**Task:** In the records below, find each line with the word "WriteSingleCoil" and copy it.

BEGIN Supplied material

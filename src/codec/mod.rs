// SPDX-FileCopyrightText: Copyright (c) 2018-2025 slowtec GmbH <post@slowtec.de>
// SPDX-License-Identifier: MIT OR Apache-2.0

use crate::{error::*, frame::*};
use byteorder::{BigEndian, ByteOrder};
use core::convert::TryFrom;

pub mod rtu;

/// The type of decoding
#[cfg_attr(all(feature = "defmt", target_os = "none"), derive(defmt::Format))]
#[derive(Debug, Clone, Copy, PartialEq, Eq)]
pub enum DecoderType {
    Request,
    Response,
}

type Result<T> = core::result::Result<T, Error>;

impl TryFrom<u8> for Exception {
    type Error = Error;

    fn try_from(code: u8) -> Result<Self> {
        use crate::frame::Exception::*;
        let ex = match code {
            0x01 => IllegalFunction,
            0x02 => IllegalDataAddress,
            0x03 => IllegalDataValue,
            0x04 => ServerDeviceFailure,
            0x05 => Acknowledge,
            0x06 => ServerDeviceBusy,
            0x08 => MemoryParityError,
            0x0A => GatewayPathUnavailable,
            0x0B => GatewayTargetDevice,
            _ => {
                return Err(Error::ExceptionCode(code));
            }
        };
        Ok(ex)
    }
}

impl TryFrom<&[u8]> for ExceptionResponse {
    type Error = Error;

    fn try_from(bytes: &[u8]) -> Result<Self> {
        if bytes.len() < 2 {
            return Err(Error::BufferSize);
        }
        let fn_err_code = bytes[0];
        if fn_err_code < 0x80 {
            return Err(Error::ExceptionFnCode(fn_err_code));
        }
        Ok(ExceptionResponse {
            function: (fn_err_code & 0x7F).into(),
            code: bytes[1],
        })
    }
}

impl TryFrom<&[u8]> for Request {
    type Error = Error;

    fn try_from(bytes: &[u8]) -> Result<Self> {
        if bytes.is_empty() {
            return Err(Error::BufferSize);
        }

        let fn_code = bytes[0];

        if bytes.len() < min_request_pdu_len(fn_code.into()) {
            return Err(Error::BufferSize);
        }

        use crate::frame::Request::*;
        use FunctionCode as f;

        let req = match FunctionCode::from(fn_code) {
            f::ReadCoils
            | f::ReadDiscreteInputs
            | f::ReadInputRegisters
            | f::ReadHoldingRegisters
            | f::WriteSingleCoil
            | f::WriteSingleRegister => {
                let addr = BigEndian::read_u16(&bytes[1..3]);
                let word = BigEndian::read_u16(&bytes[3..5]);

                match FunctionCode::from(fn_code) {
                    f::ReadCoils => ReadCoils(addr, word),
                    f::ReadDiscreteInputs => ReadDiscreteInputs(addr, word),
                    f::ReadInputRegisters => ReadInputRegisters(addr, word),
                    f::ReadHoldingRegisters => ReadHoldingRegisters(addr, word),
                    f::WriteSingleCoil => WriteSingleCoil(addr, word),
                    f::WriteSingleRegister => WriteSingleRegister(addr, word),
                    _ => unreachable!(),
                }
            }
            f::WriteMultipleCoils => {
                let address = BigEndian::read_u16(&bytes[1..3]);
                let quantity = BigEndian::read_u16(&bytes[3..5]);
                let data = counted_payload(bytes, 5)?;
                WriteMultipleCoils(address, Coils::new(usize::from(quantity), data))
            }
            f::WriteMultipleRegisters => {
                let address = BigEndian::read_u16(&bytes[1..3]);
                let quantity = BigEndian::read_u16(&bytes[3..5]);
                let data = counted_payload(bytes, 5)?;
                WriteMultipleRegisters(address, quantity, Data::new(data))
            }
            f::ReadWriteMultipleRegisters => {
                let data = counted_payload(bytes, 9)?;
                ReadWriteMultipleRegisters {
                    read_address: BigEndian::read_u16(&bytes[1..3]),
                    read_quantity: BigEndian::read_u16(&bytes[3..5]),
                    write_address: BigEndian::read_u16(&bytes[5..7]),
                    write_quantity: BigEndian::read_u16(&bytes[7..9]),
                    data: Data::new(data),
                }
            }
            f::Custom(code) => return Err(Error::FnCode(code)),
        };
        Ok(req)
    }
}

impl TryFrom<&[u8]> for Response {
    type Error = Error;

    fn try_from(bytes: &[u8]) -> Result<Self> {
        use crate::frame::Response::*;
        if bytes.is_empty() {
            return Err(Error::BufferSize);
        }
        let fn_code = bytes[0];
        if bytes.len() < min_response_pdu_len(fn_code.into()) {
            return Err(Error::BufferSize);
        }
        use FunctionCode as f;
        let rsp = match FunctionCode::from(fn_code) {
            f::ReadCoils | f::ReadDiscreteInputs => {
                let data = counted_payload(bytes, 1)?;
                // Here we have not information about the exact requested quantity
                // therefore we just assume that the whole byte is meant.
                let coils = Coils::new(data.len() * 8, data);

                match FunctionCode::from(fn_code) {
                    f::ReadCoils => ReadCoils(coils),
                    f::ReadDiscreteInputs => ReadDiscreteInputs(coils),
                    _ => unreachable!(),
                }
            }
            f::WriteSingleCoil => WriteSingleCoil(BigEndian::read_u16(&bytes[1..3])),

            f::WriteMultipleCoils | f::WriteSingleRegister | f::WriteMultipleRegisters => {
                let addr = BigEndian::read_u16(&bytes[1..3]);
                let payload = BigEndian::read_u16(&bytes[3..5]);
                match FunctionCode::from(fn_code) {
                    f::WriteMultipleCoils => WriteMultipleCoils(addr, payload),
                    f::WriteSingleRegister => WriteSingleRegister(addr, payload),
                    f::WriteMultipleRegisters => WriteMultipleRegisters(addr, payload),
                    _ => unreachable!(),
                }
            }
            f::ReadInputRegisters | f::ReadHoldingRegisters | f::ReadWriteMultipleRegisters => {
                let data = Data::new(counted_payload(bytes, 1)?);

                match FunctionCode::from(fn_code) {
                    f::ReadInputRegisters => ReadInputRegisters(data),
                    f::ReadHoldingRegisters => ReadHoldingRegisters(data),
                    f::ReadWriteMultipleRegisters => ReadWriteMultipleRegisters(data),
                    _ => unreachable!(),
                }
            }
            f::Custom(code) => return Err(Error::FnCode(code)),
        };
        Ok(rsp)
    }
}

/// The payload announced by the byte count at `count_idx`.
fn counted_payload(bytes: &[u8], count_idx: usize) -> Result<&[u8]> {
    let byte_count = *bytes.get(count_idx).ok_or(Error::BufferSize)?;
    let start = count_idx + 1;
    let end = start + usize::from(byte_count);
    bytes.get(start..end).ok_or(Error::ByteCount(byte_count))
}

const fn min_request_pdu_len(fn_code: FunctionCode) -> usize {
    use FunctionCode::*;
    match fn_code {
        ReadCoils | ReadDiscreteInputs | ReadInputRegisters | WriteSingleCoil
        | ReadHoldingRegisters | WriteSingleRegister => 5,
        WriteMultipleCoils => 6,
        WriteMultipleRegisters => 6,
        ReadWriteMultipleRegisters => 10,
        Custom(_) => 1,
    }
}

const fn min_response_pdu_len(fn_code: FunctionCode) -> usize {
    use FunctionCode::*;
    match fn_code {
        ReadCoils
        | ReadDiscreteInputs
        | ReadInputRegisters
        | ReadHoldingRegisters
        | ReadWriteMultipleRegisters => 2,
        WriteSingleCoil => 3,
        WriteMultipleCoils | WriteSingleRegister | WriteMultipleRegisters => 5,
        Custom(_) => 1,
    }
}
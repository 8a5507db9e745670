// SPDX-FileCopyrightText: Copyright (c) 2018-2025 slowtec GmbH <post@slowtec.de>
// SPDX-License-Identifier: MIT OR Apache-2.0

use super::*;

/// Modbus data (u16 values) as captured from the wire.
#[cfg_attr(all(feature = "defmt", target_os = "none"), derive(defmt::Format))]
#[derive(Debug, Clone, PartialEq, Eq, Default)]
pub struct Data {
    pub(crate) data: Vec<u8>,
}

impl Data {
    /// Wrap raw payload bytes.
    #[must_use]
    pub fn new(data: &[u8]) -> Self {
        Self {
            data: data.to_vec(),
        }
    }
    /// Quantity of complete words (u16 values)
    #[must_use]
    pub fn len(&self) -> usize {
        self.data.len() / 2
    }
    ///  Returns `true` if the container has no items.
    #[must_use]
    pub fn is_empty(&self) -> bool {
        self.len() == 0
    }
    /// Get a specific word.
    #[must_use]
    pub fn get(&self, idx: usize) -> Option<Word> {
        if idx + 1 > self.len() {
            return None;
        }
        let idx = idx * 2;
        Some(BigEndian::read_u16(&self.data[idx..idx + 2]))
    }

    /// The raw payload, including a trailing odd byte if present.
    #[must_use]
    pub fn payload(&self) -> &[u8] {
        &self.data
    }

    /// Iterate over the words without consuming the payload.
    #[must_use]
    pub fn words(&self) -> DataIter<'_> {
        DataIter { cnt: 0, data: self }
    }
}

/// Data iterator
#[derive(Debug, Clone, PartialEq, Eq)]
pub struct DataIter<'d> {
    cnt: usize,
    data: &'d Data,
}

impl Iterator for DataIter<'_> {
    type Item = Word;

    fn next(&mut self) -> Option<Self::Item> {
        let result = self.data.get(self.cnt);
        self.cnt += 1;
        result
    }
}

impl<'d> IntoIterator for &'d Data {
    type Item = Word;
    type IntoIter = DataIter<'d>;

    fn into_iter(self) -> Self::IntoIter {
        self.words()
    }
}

END Supplied material

**Answer for the task:**
            | f::WriteSingleCoil
                    f::WriteSingleCoil => WriteSingleCoil(addr, word),
            f::WriteSingleCoil => WriteSingleCoil(BigEndian::read_u16(&bytes[1..3])),
        ReadCoils | ReadDiscreteInputs | ReadInputRegisters | WriteSingleCoil
        WriteSingleCoil => 3,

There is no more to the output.